In study after study in journals like Nature, organic agriculture yields the same or better than industrial agriculture. In trials traditional rice paddy cultivation methods outyielded industrial models. Why don't we know this? Because we've been lied to. We've been told that GMOs and Cargill are our only hope. But right now, 2 *billion* people on this planet (according to the UN) are living entirely off of small scale organic or largely organic polyculture - this methodology is feeding more people than lived on the planet for most of human history. And they are doing it on marginal land for the most part, having been pushed off the best land by export crops and industrial farming. What could they, what could we do if the best land in the world was used for feeding the people who lived on it?
It also is the case, as again even the evil WTO has to admit, that when agricultural jobs are lost, only about 1/2 of what is lost is made up in the rest of the economy - most of the people displaced from their farms end up much worse off, which is, of course, bad for the economy as a whole. The next billion people added to the planet are almost all going to be urban slum dwellers, and they don't contribute a lot to the overall wealth of the world. So even if you have no scruples about displacing farmers from their land, it doesn't make anyone richer or better off to do so.

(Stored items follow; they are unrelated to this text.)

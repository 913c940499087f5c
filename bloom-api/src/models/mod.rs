//! Data models persisted or exchanged by the API

pub mod analysis;
pub mod concatenation;
pub mod files;
pub mod filters;
pub mod metadata;

pub use analysis::{AnalysisFiles, AnalysisProgress, AnalysisRecord, AnalysisStatus, CreateAnalysisRequest};
pub use concatenation::{BrandMetadata, ConcatenationState};
pub use files::{CellGrid, FileInfo, SheetInfo, UploadedFile};
pub use filters::{AvailableColumn, FilterState, FilterSuggestion, SuggestionPriority, ValidationResult};
pub use metadata::{BrandInfo, FilterColumnEntry, LogEntry, MetadataFileInfo, MetadataWorkbook};

/// Schema version stamped on every persisted document
pub const SCHEMA_VERSION: &str = "1.0";

pub(crate) fn schema_version() -> String {
    SCHEMA_VERSION.to_string()
}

And it doesn't make people happier either. Farmers who are conveniently relieved by the industrial economy of the terrible burden of their work have a disquieting habit of killing themselves. It turns out that terrible drudgery was something they loved passionately, and their relationship with their land was central enough to their lives that giving it up destroys them. Whether the farmer lives in Wisconsin or India or Korea or Columbia, they often die or end up impoverished and miserable when you take away their land to feed the growth economy. Again, whether or not you have any ethical scruples about killing people and destroying their relationship with their land, it turns out that it doesn't make anyone's lives better, except, perhaps the tiny number of rich people who always benefit. Coincidence, huh?
So we are growing less food than we could, creating less wealth than we could, making more people unhappy about their food choices than we could, plus killing some farmers. That, folk, would be major, large scale, serious market failure. Because in agriculture, for the most part, economies of scale - aren't. Makes me wonder whether it might not be true for other things. It certainly is true of global warming, where we're considering sacrificing our own lives to keep the economy going - because we can't imagine our lives without the magic market faeries to save us.
Here's the real, sneaky truth. If the free market is willing to kill us, and let people go hungry for its functioning, then human beings have come to serve the markets, rather than the other way around. We're the slaves of something that has no mind, no soul, no ethics, nothing other than an endless, gaping need for growth. In fact, the growth economy devours its young. Way back when in the middle ages, Christians used to have this thing about interest - they believed that allowing money to make money without anyone doing any work was creating something out of nothing, and that was territory only for G-d, not for man. It allowed money to take the place of G-d. Well, it turns out that the early Christians were right. Not only does it take the place of any other gods, but it isn't a friendly, long hair and a robe kind of divinity - we're talking Cthulu with the dripping fangs, people.
It isn't market failure. It is our failure - our failure to recognize that we have devoted ourselves to a god that will destroy us. And the best solution to that one is a good, rousing, old fashioned, throw-the-golden-calf-on-the-fire rout of the false gods.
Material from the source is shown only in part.